Brown is notoriously tough on point guards. Pritchard felt the wrath as times, but he also discovered the influence. He wrote a letter to Brown about 18 months ago to thank him for the experience.

"You can't fool him," Pritchard said. "I remember being a freshman or sophomore point guard thinking, That's not right. But he's got a memory that's amazing. You can go up and down a few times, and he can tell you where every single person was at every second. He'd say, 'You should have gone backdoor three plays ago,' and you'd say, 'No, I was over here,' and he'd say, 'No, No.'

"He's a perfectionist."

Pritchard also learned fundamental principles and patience from Brown. Kansas struggled throughout its championship season, setting an NCAA record with 11 losses. Three of them came at home, a cataclysmic occurrence for the fans who had watched 58 consecutive victories there.

Brown made major changes to his starting lineup, but didn't bail on his players.

"Coach Brown kept saying, 'I see it, we're gonna be all right, you have to trust in me,'" Pritchard said. "We got a little better and a little better."
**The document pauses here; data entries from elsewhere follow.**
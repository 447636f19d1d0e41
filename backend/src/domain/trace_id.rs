//! Correlation identifier carried through a request or a job run.
//!
//! The identifier lives in Tokio task-local storage so errors can pick it up
//! without threading it through every call. Task-locals are not inherited by
//! spawned tasks; wrap spawned work in [`TraceId::scope`] to keep correlation.

use std::future::Future;

use tokio::task_local;
use uuid::Uuid;

/// Response header echoing the trace identifier back to HTTP clients.
pub const TRACE_ID_HEADER: &str = "trace-id";

task_local! {
    static TRACE_ID: TraceId;
}

/// Per-request (or per-job-run) trace identifier.
///
/// # Examples
/// ```
/// use weather_reminder::TraceId;
///
/// # tokio::runtime::Runtime::new().unwrap().block_on(async {
/// let observed = TraceId::in_fresh_scope(async { TraceId::current() }).await;
/// assert!(observed.is_some());
/// assert!(TraceId::current().is_none());
/// # });
/// ```
#[derive(Debug, Clone, Copy, PartialEq, Eq)]
pub struct TraceId(Uuid);

impl TraceId {
    /// Generate a new random trace identifier.
    #[must_use]
    pub fn generate() -> Self {
        Self(Uuid::new_v4())
    }

    /// Returns the current trace identifier if one is in scope.
    #[must_use]
    pub fn current() -> Option<Self> {
        TRACE_ID.try_with(|id| *id).ok()
    }

    /// Run `fut` with `trace_id` in scope.
    pub async fn scope<Fut>(trace_id: Self, fut: Fut) -> Fut::Output
    where
        Fut: Future,
    {
        TRACE_ID.scope(trace_id, fut).await
    }

    /// Run `fut` under a newly generated identifier.
    pub async fn in_fresh_scope<Fut>(fut: Fut) -> Fut::Output
    where
        Fut: Future,
    {
        Self::scope(Self::generate(), fut).await
    }
}

impl std::fmt::Display for TraceId {
    fn fmt(&self, f: &mut std::fmt::Formatter<'_>) -> std::fmt::Result {
        write!(f, "{}", self.0)
    }
}

impl std::str::FromStr for TraceId {
    type Err = uuid::Error;

    fn from_str(s: &str) -> Result<Self, Self::Err> {
        Ok(Self(Uuid::parse_str(s)?))
    }
}

#[cfg(test)]
mod tests {
    use super::*;

    #[tokio::test]
    async fn current_reflects_scope() {
        let expected = TraceId::generate();
        let observed = TraceId::scope(expected, async move { TraceId::current() }).await;
        assert_eq!(observed, Some(expected));
    }

    #[tokio::test]
    async fn current_is_none_out_of_scope() {
        assert!(TraceId::current().is_none());
    }

    #[tokio::test]
    async fn fresh_scopes_differ() {
        let first = TraceId::in_fresh_scope(async { TraceId::current() }).await;
        let second = TraceId::in_fresh_scope(async { TraceId::current() }).await;
        assert!(first.is_some());
        assert_ne!(first, second);
    }

    #[test]
    fn parses_uuid_text() {
        let trace_id: TraceId = Uuid::nil().to_string().parse().expect("parse uuid");
        assert_eq!(trace_id.to_string(), Uuid::nil().to_string());
    }

    #[test]
    fn rejects_non_uuid_text() {
        assert!("not-a-trace".parse::<TraceId>().is_err());
    }
}
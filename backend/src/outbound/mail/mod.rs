//! SMTP outbound adapter for the `Mailer` port.

mod smtp_mailer;

pub use smtp_mailer::{SmtpMailer, SmtpSecurity, SmtpSettings, SmtpSetupError, UnknownSmtpSecurity};
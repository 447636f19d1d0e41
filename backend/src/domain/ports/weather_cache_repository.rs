//! Port for the per-city weather cache table.
use async_trait::async_trait;
use chrono::{DateTime, Utc};

use crate::domain::{CityId, WeatherSnapshot};

use super::define_port_error;

define_port_error! {
    /// Persistence errors raised by weather cache adapters.
    pub enum WeatherCacheError {
        /// Repository connection could not be established.
        Connection { message: String } => "weather cache connection failed: {message}",
        /// Query or mutation failed during execution.
        Query { message: String } => "weather cache query failed: {message}",
    }
}

#[cfg_attr(test, mockall::automock)]
#[async_trait]
pub trait WeatherCacheRepository: Send + Sync {
    async fn find(&self, city_id: &CityId) -> Result<Option<WeatherSnapshot>, WeatherCacheError>;

    /// Insert or replace the snapshot for its city.
    async fn upsert(&self, snapshot: &WeatherSnapshot) -> Result<(), WeatherCacheError>;

    /// Cities whose snapshot was updated at or before `cutoff`.
    async fn list_stale(&self, cutoff: DateTime<Utc>) -> Result<Vec<CityId>, WeatherCacheError>;
}
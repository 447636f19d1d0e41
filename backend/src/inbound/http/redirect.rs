//! `303 See Other` responses used after form-style POSTs.

use actix_web::HttpResponse;
use actix_web::http::header;

use crate::domain::Username;

/// Location of the sign-in page.
pub const LOGIN_PATH: &str = "/login";
/// Location of the index redirect.
pub const INDEX_PATH: &str = "/";

/// Redirect to `location` with `303 See Other`.
pub fn see_other(location: impl AsRef<str>) -> HttpResponse {
    HttpResponse::SeeOther()
        .insert_header((header::LOCATION, location.as_ref()))
        .finish()
}

/// Path of a user's dashboard.
pub fn dashboard_path(username: &Username) -> String {
    format!("/user/{username}")
}

#[cfg(test)]
mod tests {
    use super::*;
    use actix_web::http::StatusCode;
    use rstest::rstest;

    #[rstest]
    fn see_other_sets_location() {
        let response = see_other("/login");
        assert_eq!(response.status(), StatusCode::SEE_OTHER);
        assert_eq!(
            response
                .headers()
                .get(header::LOCATION)
                .and_then(|v| v.to_str().ok()),
            Some("/login")
        );
    }

    #[rstest]
    fn dashboard_path_uses_username() {
        let username = Username::new("ada").expect("valid");
        assert_eq!(dashboard_path(&username), "/user/ada");
    }
}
Pritchard was a second-round draft pick of Golden State in the 1990 draft, and kept his career on life support for five teams through parts of six NBA seasons. He played 11 games and 136 minutes for Boston in the 1991-92 season, Bird's last as a player. In that brief time, he saw a lot of what had made Bird successful.

"Just how it came so easy, and what a masterful player he was," Pritchard recalled.

"If aliens were coming down to the earth and they said, 'Listen, we'll give you one shot to make one free throw. If you miss it, we destroy the earth.' "I'd hand the ball to Larry Bird, he'd make the free throw and he'd say, 'Where we going to lunch?'

"He's got the ability to take all the clutter out, all the noise out, and just play basketball."

Pritchard must have made an impression on Bird as well, because Bird hired him as the Pacers director of player personnel a year ago, and as the general manager earlier this year. That followed seven successful seasons as Portland's general manager, during which the Blazers improved from 21 to 32 to 41 to 54 victories. He was fired by owner Paul Allen an hour before the draft in 2010. The two have not spoken since, and the source of the conflict remains a mystery. Pritchard professes no hard feelings, and blames himself for not having established a stronger relationship with the owner.

"I don't look back on it and think, Oh, why did I get fired?" Pritchard said. "I've gotten past that and I think I've gotten better."

Although he was hired by Bird, Pritchard appears to have established an early chemistry with Walsh, thanks to their shared bloodlines. They're basketball cousins in a sense, tracing their heritage to former North Carolina coach Dean Smith. Walsh and Brown were roommates in college and played for Smith at North Carolina. Pritchard, in college, played for Brown and Roy Williams, another Smith protege.

"We have the same syntax," Pritchard said. "You get in Donnie's office and you have a couple of things you want to get accomplished, and suddenly it's four hours later and you're still talking basketball. We break out the pads and start diagramming plays.

"He's been through all the wars. I lean on him. When I was younger the biggest thing for me was, I was going to prove to everybody I could do it all by myself. That's a trap. Because ultimately you don't do anything well."

Older, wiser and well-traveled, Pritchard is back where his NBA "career" began, as a fan. But it's not as if he never left. More like he was meant to be here.